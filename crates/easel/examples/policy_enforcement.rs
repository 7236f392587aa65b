//! Policy Enforcement Example
//!
//! Demonstrates how the `[files]` config section restricts what a snippet
//! may do in the workspace files area, independent of which capabilities it
//! calls.
//!
//! Run with: cargo run -p easel --example policy_enforcement

use std::time::Duration;

use easel::config::EaselConfig;
use easel::policy::{Operation, PolicyHandler};
use easel::sandbox::SandboxManager;
use easel::store::WorkspaceStore;

const CONFIG: &str = r#"
[files]
preset = "downloads_only"

[[files.rules]]
path = "/data/secrets/**"
effect = "deny"

[[files.rules]]
path = "/scratch/**"
effect = "allow"
capabilities = ["writeFile", "deleteFile"]
"#;

#[tokio::main]
async fn main() -> Result<(), Box<dyn std::error::Error>> {
    println!("=== Policy Enforcement Example ===\n");

    let dir = std::env::temp_dir().join(format!("easel-policy-{}", std::process::id()));
    let store = WorkspaceStore::new(&dir, Duration::from_secs(10));
    store.create_workspace_with_id("demo", "Demo", "").await?;

    let config = EaselConfig::from_toml_str(CONFIG)?;

    println!("--- Decisions ---");
    let policy = config.file_policy()?;
    for (path, op, capability) in [
        ("/data/input.csv", Operation::Read, "read"),
        ("/data/secrets/key.txt", Operation::Read, "read"),
        ("/scratch/tmp.json", Operation::Write, "writeFile"),
        ("/scratch/tmp.json", Operation::Write, "edit"),
        ("/downloads/out.csv", Operation::Write, "download"),
        ("/report.md", Operation::Write, "write"),
    ] {
        let decision = policy.check_access(path, op, capability);
        println!(
            "  {:<9} {:?} {:<24} -> {}",
            capability,
            op,
            path,
            decision.denial_reason().unwrap_or("allowed")
        );
    }

    println!("\n--- Inside a sandbox ---");
    let sandboxes = SandboxManager::from_config(store, &config)?;
    let sandbox = sandboxes.get_or_create("demo")?;

    for code in [
        "await write('ok', 'file:downloads/note.txt'); return 'written';",
        "try { await write('nope', 'file:report.md'); } catch (e) { return e.message; }",
        "try { return await read('file:data/secrets/key.txt'); } catch (e) { return e.message; }",
    ] {
        let output = sandbox.execute(code).await?;
        println!("  {}", output.text);
    }

    std::fs::remove_dir_all(&dir).ok();
    Ok(())
}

--- TASK REQUIREMENTS ---
Exact copy required. Repeat the material above in full.

--- RESULT ---
filename crates/easel/examples/policy_enforcement.rs
repository 7236f392587aa65b
//! Policy Enforcement Example
//!
//! Demonstrates how the `[files]` config section restricts what a snippet
//! may do in the workspace files area, independent of which capabilities it
//! calls.
//!
//! Run with: cargo run -p easel --example policy_enforcement

use std::time::Duration;

use easel::config::EaselConfig;
use easel::policy::{Operation, PolicyHandler};
use easel::sandbox::SandboxManager;
use easel::store::WorkspaceStore;

const CONFIG: &str = r#"
[files]
preset = "downloads_only"

[[files.rules]]
path = "/data/secrets/**"
effect = "deny"

[[files.rules]]
path = "/scratch/**"
effect = "allow"
capabilities = ["writeFile", "deleteFile"]
"#;

#[tokio::main]
async fn main() -> Result<(), Box<dyn std::error::Error>> {
    println!("=== Policy Enforcement Example ===\n");

    let dir = std::env::temp_dir().join(format!("easel-policy-{}", std::process::id()));
    let store = WorkspaceStore::new(&dir, Duration::from_secs(10));
    store.create_workspace_with_id("demo", "Demo", "").await?;

    let config = EaselConfig::from_toml_str(CONFIG)?;

    println!("--- Decisions ---");
    let policy = config.file_policy()?;
    for (path, op, capability) in [
        ("/data/input.csv", Operation::Read, "read"),
        ("/data/secrets/key.txt", Operation::Read, "read"),
        ("/scratch/tmp.json", Operation::Write, "writeFile"),
        ("/scratch/tmp.json", Operation::Write, "edit"),
        ("/downloads/out.csv", Operation::Write, "download"),
        ("/report.md", Operation::Write, "write"),
    ] {
        let decision = policy.check_access(path, op, capability);
        println!(
            "  {:<9} {:?} {:<24} -> {}",
            capability,
            op,
            path,
            decision.denial_reason().unwrap_or("allowed")
        );
    }

    println!("\n--- Inside a sandbox ---");
    let sandboxes = SandboxManager::from_config(store, &config)?;
    let sandbox = sandboxes.get_or_create("demo")?;

    for code in [
        "await write('ok', 'file:downloads/note.txt'); return 'written';",
        "try { await write('nope', 'file:report.md'); } catch (e) { return e.message; }",
        "try { return await read('file:data/secrets/key.txt'); } catch (e) { return e.message; }",
    ] {
        let output = sandbox.execute(code).await?;
        println!("  {}", output.text);
    }

    std::fs::remove_dir_all(&dir).ok();
    Ok(())
}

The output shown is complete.